Diseases such as pneumonia, COPD, asthma and lung cancer can have a profound effect on respiratory function and their prevalence is increasing. Nurses need to be cognisant of respiratory dysfunction and how to establish the severity of an individual's respiratory disorder if they are to provide effective care and preserve patient safety.

KEY POINTS

  • Many structures in the lung are microscopic, fragile and easily damaged by infection or contamination, which can interfere with their function
  • Respiratory disease is associated with mortality and has a significant impact on NHS resources
  • Nurses need to be aware of pulmonary pathology and be able to assess and respond to acute respiratory deterioration
  • Breathing is a subconscious activity and any changes in respiratory rate, depth or rhythm are significant
  • Respiratory disease makes breathing difficult and places patients at risk of fatigue.
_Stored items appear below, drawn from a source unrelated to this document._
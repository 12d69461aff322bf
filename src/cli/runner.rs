//! CLI runner - executes commands

use crate::cli::commands::{Cli, Commands};
use crate::config::ExportConfig;
use crate::error::Result;
use crate::pipeline::ExportPipeline;
use std::sync::Arc;
use tracing::info;

/// CLI runner
pub struct Runner {
    cli: Cli,
}

impl Runner {
    /// Create a new runner
    pub fn new(cli: Cli) -> Self {
        Self { cli }
    }

    /// Run the CLI command
    pub async fn run(&self) -> Result<()> {
        match &self.cli.command {
            Commands::Run => self.run_once().await,
            Commands::Validate => self.validate(),
            Commands::Serve { port } => self.serve(*port).await,
        }
    }

    /// Load and validate the configuration file
    fn load_config(&self) -> Result<ExportConfig> {
        ExportConfig::from_yaml_file(&self.cli.config)
    }

    /// Execute one export pass and print the report
    async fn run_once(&self) -> Result<()> {
        let config = self.load_config()?;
        let pipeline = ExportPipeline::from_config(&config)?;

        let report = pipeline.run().await?;
        println!("{}", serde_json::to_string_pretty(&report)?);
        Ok(())
    }

    /// Validate the configuration file and report the result
    fn validate(&self) -> Result<()> {
        let config = self.load_config()?;
        info!(
            "Configuration OK: store {}, warehouse {}.{}",
            config.store.base_url, config.warehouse.dataset, config.warehouse.table
        );
        println!("Configuration OK");
        Ok(())
    }

    /// Start HTTP server mode
    async fn serve(&self, port: u16) -> Result<()> {
        let config = self.load_config()?;
        let pipeline = Arc::new(ExportPipeline::from_config(&config)?);
        crate::cli::serve(pipeline, port).await
    }
}
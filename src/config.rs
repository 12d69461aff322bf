//! Configuration for the export pipeline
//!
//! All fixed identifiers (store endpoint, handoff destination and object
//! name, warehouse dataset/table) live here so deployments can change them
//! without touching code. Configuration is loaded from YAML.

use crate::error::{Error, Result};
use crate::http::{HttpClientConfig, RateLimiterConfig};
use crate::types::BackoffType;
use serde::{Deserialize, Serialize};
use std::path::Path;
use std::time::Duration;

// ============================================================================
// Top-Level Export Config
// ============================================================================

/// Complete pipeline configuration loaded from YAML
#[derive(Debug, Clone, Serialize, Deserialize)]
pub struct ExportConfig {
    /// Online store settings
    pub store: StoreSettings,

    /// Durable handoff (object storage) settings
    pub handoff: HandoffSettings,

    /// Analytical warehouse settings
    pub warehouse: WarehouseSettings,

    /// Pipeline execution settings
    #[serde(default)]
    pub pipeline: PipelineSettings,
}

impl ExportConfig {
    /// Load configuration from a YAML file
    pub fn from_yaml_file(path: impl AsRef<Path>) -> Result<Self> {
        let path = path.as_ref();
        let contents = std::fs::read_to_string(path).map_err(|e| {
            Error::config(format!("Failed to read config {}: {e}", path.display()))
        })?;
        Self::from_yaml_str(&contents)
    }

    /// Parse configuration from a YAML string
    pub fn from_yaml_str(yaml: &str) -> Result<Self> {
        let config: Self = serde_yaml::from_str(yaml)?;
        config.validate()?;
        Ok(config)
    }

    /// Validate cross-field constraints
    pub fn validate(&self) -> Result<()> {
        if self.pipeline.shard_count == 0 {
            return Err(Error::InvalidConfigValue {
                field: "pipeline.shard_count".to_string(),
                message: "must be at least 1".to_string(),
            });
        }
        if self.store.page_size == 0 {
            return Err(Error::InvalidConfigValue {
                field: "store.page_size".to_string(),
                message: "must be at least 1".to_string(),
            });
        }
        url::Url::parse(&self.store.base_url).map_err(|e| Error::InvalidConfigValue {
            field: "store.base_url".to_string(),
            message: e.to_string(),
        })?;
        url::Url::parse(&self.warehouse.base_url).map_err(|e| Error::InvalidConfigValue {
            field: "warehouse.base_url".to_string(),
            message: e.to_string(),
        })?;
        if self.handoff.destination.is_empty() {
            return Err(Error::InvalidConfigValue {
                field: "handoff.destination".to_string(),
                message: "must not be empty".to_string(),
            });
        }
        if self.handoff.object_name.is_empty() {
            return Err(Error::InvalidConfigValue {
                field: "handoff.object_name".to_string(),
                message: "must not be empty".to_string(),
            });
        }
        Ok(())
    }
}

// ============================================================================
// Store Settings
// ============================================================================

/// Online telemetry store settings
#[derive(Debug, Clone, Serialize, Deserialize)]
pub struct StoreSettings {
    /// Base URL of the store's query API
    pub base_url: String,

    /// Records fetched per scan page
    #[serde(default = "default_page_size")]
    pub page_size: usize,

    /// HTTP client behavior for store requests
    #[serde(default)]
    pub http: HttpSettings,

    /// Rate limiting for store requests
    #[serde(default)]
    pub rate_limit: RateLimitSettings,
}

fn default_page_size() -> usize {
    500
}

// ============================================================================
// Handoff Settings
// ============================================================================

/// Durable handoff settings (object storage)
#[derive(Debug, Clone, Serialize, Deserialize)]
pub struct HandoffSettings {
    /// Destination URL: `s3://bucket/prefix/`, `gs://bucket/prefix/`,
    /// `az://container/prefix/` or a local path
    pub destination: String,

    /// Well-known object name the batch is written under, overwritten
    /// on every run
    #[serde(default = "default_object_name")]
    pub object_name: String,
}

fn default_object_name() -> String {
    "sessions.ndjson".to_string()
}

// ============================================================================
// Warehouse Settings
// ============================================================================

/// Analytical warehouse settings
#[derive(Debug, Clone, Serialize, Deserialize)]
pub struct WarehouseSettings {
    /// Base URL of the warehouse load API
    pub base_url: String,

    /// Target dataset name
    pub dataset: String,

    /// Target table name
    pub table: String,

    /// HTTP client behavior for warehouse requests
    #[serde(default)]
    pub http: HttpSettings,
}

// ============================================================================
// Pipeline Settings
// ============================================================================

/// Pipeline execution settings
#[derive(Debug, Clone, Serialize, Deserialize)]
pub struct PipelineSettings {
    /// Number of parallel shards per record kind during extraction
    #[serde(default = "default_shard_count")]
    pub shard_count: usize,
}

impl Default for PipelineSettings {
    fn default() -> Self {
        Self {
            shard_count: default_shard_count(),
        }
    }
}

fn default_shard_count() -> usize {
    8
}

// ============================================================================
// HTTP Settings
// ============================================================================

/// HTTP client settings shared by store and warehouse clients
#[derive(Debug, Clone, Serialize, Deserialize)]
pub struct HttpSettings {
    /// Request timeout in seconds
    #[serde(default = "default_timeout")]
    pub timeout_seconds: u64,

    /// Maximum number of retries
    #[serde(default = "default_max_retries")]
    pub max_retries: u32,

    /// Retry backoff configuration
    #[serde(default)]
    pub retry_backoff: BackoffSettings,
}

impl Default for HttpSettings {
    fn default() -> Self {
        Self {
            timeout_seconds: default_timeout(),
            max_retries: default_max_retries(),
            retry_backoff: BackoffSettings::default(),
        }
    }
}

impl HttpSettings {
    /// Build an [`HttpClientConfig`] rooted at `base_url`
    pub fn client_config(&self, base_url: &str) -> HttpClientConfig {
        HttpClientConfig::builder()
            .base_url(base_url)
            .timeout(Duration::from_secs(self.timeout_seconds))
            .max_retries(self.max_retries)
            .backoff(
                self.retry_backoff.backoff_type,
                Duration::from_millis(self.retry_backoff.initial_ms),
                Duration::from_millis(self.retry_backoff.max_ms),
            )
            .build()
    }
}

fn default_timeout() -> u64 {
    30
}

fn default_max_retries() -> u32 {
    5
}

/// Backoff configuration
#[derive(Debug, Clone, Serialize, Deserialize)]
pub struct BackoffSettings {
    /// Type of backoff
    #[serde(rename = "type", default)]
    pub backoff_type: BackoffType,

    /// Initial delay in milliseconds
    #[serde(default = "default_initial_ms")]
    pub initial_ms: u64,

    /// Maximum delay in milliseconds
    #[serde(default = "default_max_ms")]
    pub max_ms: u64,
}

impl Default for BackoffSettings {
    fn default() -> Self {
        Self {
            backoff_type: BackoffType::Exponential,
            initial_ms: default_initial_ms(),
            max_ms: default_max_ms(),
        }
    }
}

fn default_initial_ms() -> u64 {
    100
}

fn default_max_ms() -> u64 {
    60000
}

/// Rate limiting configuration
#[derive(Debug, Clone, Serialize, Deserialize)]
pub struct RateLimitSettings {
    /// Requests per second limit
    #[serde(default = "default_rps")]
    pub requests_per_second: u32,

    /// Burst size
    #[serde(default = "default_rps")]
    pub burst_size: u32,

    /// Whether rate limiting is enabled
    #[serde(default = "default_true")]
    pub enabled: bool,
}

impl Default for RateLimitSettings {
    fn default() -> Self {
        Self {
            requests_per_second: default_rps(),
            burst_size: default_rps(),
            enabled: default_true(),
        }
    }
}

impl RateLimitSettings {
    /// Build a [`RateLimiterConfig`], or `None` when disabled
    pub fn limiter_config(&self) -> Option<RateLimiterConfig> {
        self.enabled
            .then(|| RateLimiterConfig::new(self.requests_per_second, self.burst_size))
    }
}

fn default_rps() -> u32 {
    10
}

fn default_true() -> bool {
    true
}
Fatigue leads to weak respiratory function and the retention of carbon dioxide

CPD reflective questions

  • What are the potential causes of chronic obstructive pulmonary disease (COPD) and how does it affect breathing?
  • Why does having a respiratory disease increase the risk of infection, and how might understanding the causes of respiratory disease enable you to promote your patients' health?
  • What can increase the work of breathing and how does this affect wellbeing?
  • For people who live with COPD, oxygen therapy should be used with caution. Why is this so and what should a nurse assess for when caring for an individual with respiratory disease who is receiving prescribed oxygen therapy?